Each entry should be quoted word for word, including every mark of punctuation.

(RECORDS SHOWN)

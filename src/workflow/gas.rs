use crate::error::{Result, WorkflowError};
use crate::workflow::amount::parse_decimal;
use alloy_primitives::U256;
use serde::{Deserialize, Serialize};
use std::fmt;
use std::str::FromStr;
use std::time::Duration;

pub const DEFAULT_GAS_LIMIT: u64 = 300_000;
pub const DEFAULT_GAS_PRICE: &str = "1";
pub const DEFAULT_TIMEOUT_SECS: u64 = 120;

/// Unit a gas price is written in.
#[derive(Debug, Clone, Copy, Default, PartialEq, Eq, Serialize, Deserialize)]
#[serde(rename_all = "lowercase")]
pub enum GasUnit {
    Wei,
    #[default]
    Gwei,
    Ether,
}

impl GasUnit {
    fn decimals(&self) -> u8 {
        match self {
            GasUnit::Wei => 0,
            GasUnit::Gwei => 9,
            GasUnit::Ether => 18,
        }
    }
}

impl FromStr for GasUnit {
    type Err = WorkflowError;

    fn from_str(value: &str) -> Result<Self> {
        match value.to_ascii_lowercase().as_str() {
            "wei" => Ok(GasUnit::Wei),
            "gwei" => Ok(GasUnit::Gwei),
            "ether" | "eth" => Ok(GasUnit::Ether),
            other => Err(WorkflowError::InvalidGasPolicy(format!(
                "unknown gas unit {other} (expected wei, gwei or ether)"
            ))),
        }
    }
}

impl fmt::Display for GasUnit {
    fn fmt(&self, f: &mut fmt::Formatter<'_>) -> fmt::Result {
        f.write_str(match self {
            GasUnit::Wei => "wei",
            GasUnit::Gwei => "gwei",
            GasUnit::Ether => "ether",
        })
    }
}

/// Transaction options shared by every step of one workflow.
#[derive(Debug, Clone, Copy, PartialEq, Eq)]
pub struct GasOptions {
    pub gas_limit: u64,
    /// Legacy gas price in wei.
    pub gas_price: u128,
}

/// Resolved gas options plus the per-step confirmation timeout.
#[derive(Debug, Clone, Copy, PartialEq, Eq)]
pub struct GasPolicy {
    pub options: GasOptions,
    pub timeout: Duration,
}

/// Unvalidated gas settings as collected from flags and config.
#[derive(Debug, Clone)]
pub struct GasInput<'a> {
    pub gas_limit: u64,
    pub gas_price: &'a str,
    pub unit: GasUnit,
    pub timeout_secs: u64,
}

impl Default for GasInput<'_> {
    fn default() -> Self {
        Self {
            gas_limit: DEFAULT_GAS_LIMIT,
            gas_price: DEFAULT_GAS_PRICE,
            unit: GasUnit::default(),
            timeout_secs: DEFAULT_TIMEOUT_SECS,
        }
    }
}

/// Validate gas settings and convert the price to wei.
pub fn resolve_gas_policy(input: &GasInput<'_>) -> Result<GasPolicy> {
    if input.gas_limit == 0 {
        return Err(WorkflowError::InvalidGasPolicy(
            "gas limit must be greater than zero".to_string(),
        ));
    }
    if input.timeout_secs == 0 {
        return Err(WorkflowError::InvalidTimeout(input.timeout_secs));
    }

    let price = parse_decimal(input.gas_price, input.unit.decimals()).map_err(|err| {
        WorkflowError::InvalidGasPolicy(format!("gas price {}: {err}", input.gas_price))
    })?;
    if price.is_zero() {
        return Err(WorkflowError::InvalidGasPolicy(
            "gas price must be greater than zero".to_string(),
        ));
    }
    if price > U256::from(u128::MAX) {
        return Err(WorkflowError::InvalidGasPolicy(format!(
            "gas price {} {} is out of range",
            input.gas_price, input.unit
        )));
    }

    Ok(GasPolicy {
        options: GasOptions {
            gas_limit: input.gas_limit,
            gas_price: price.to::<u128>(),
        },
        timeout: Duration::from_secs(input.timeout_secs),
    })
}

(End RECORDS SHOWN)

SOLUTION FOR THIS PROBLEM:
filename src/workflow/gas.rs
use crate::error::{Result, WorkflowError};
use crate::workflow::amount::parse_decimal;
use alloy_primitives::U256;
use serde::{Deserialize, Serialize};
use std::fmt;
use std::str::FromStr;
use std::time::Duration;

pub const DEFAULT_GAS_LIMIT: u64 = 300_000;
pub const DEFAULT_GAS_PRICE: &str = "1";
pub const DEFAULT_TIMEOUT_SECS: u64 = 120;

/// Unit a gas price is written in.
#[derive(Debug, Clone, Copy, Default, PartialEq, Eq, Serialize, Deserialize)]
#[serde(rename_all = "lowercase")]
pub enum GasUnit {
    Wei,
    #[default]
    Gwei,
    Ether,
}

impl GasUnit {
    fn decimals(&self) -> u8 {
        match self {
            GasUnit::Wei => 0,
            GasUnit::Gwei => 9,
            GasUnit::Ether => 18,
        }
    }
}

impl FromStr for GasUnit {
    type Err = WorkflowError;

    fn from_str(value: &str) -> Result<Self> {
        match value.to_ascii_lowercase().as_str() {
            "wei" => Ok(GasUnit::Wei),
            "gwei" => Ok(GasUnit::Gwei),
            "ether" | "eth" => Ok(GasUnit::Ether),
            other => Err(WorkflowError::InvalidGasPolicy(format!(
                "unknown gas unit {other} (expected wei, gwei or ether)"
            ))),
        }
    }
}

impl fmt::Display for GasUnit {
    fn fmt(&self, f: &mut fmt::Formatter<'_>) -> fmt::Result {
        f.write_str(match self {
            GasUnit::Wei => "wei",
            GasUnit::Gwei => "gwei",
            GasUnit::Ether => "ether",
        })
    }
}

/// Transaction options shared by every step of one workflow.
#[derive(Debug, Clone, Copy, PartialEq, Eq)]
pub struct GasOptions {
    pub gas_limit: u64,
    /// Legacy gas price in wei.
    pub gas_price: u128,
}

/// Resolved gas options plus the per-step confirmation timeout.
#[derive(Debug, Clone, Copy, PartialEq, Eq)]
pub struct GasPolicy {
    pub options: GasOptions,
    pub timeout: Duration,
}

/// Unvalidated gas settings as collected from flags and config.
#[derive(Debug, Clone)]
pub struct GasInput<'a> {
    pub gas_limit: u64,
    pub gas_price: &'a str,
    pub unit: GasUnit,
    pub timeout_secs: u64,
}

impl Default for GasInput<'_> {
    fn default() -> Self {
        Self {
            gas_limit: DEFAULT_GAS_LIMIT,
            gas_price: DEFAULT_GAS_PRICE,
            unit: GasUnit::default(),
            timeout_secs: DEFAULT_TIMEOUT_SECS,
        }
    }
}

/// Validate gas settings and convert the price to wei.
pub fn resolve_gas_policy(input: &GasInput<'_>) -> Result<GasPolicy> {
    if input.gas_limit == 0 {
        return Err(WorkflowError::InvalidGasPolicy(
            "gas limit must be greater than zero".to_string(),
        ));
    }
    if input.timeout_secs == 0 {
        return Err(WorkflowError::InvalidTimeout(input.timeout_secs));
    }

    let price = parse_decimal(input.gas_price, input.unit.decimals()).map_err(|err| {
        WorkflowError::InvalidGasPolicy(format!("gas price {}: {err}", input.gas_price))
    })?;
    if price.is_zero() {
        return Err(WorkflowError::InvalidGasPolicy(
            "gas price must be greater than zero".to_string(),
        ));
    }
    if price > U256::from(u128::MAX) {
        return Err(WorkflowError::InvalidGasPolicy(format!(
            "gas price {} {} is out of range",
            input.gas_price, input.unit
        )));
    }

    Ok(GasPolicy {
        options: GasOptions {
            gas_limit: input.gas_limit,
            gas_price: price.to::<u128>(),
        },
        timeout: Duration::from_secs(input.timeout_secs),
    })
}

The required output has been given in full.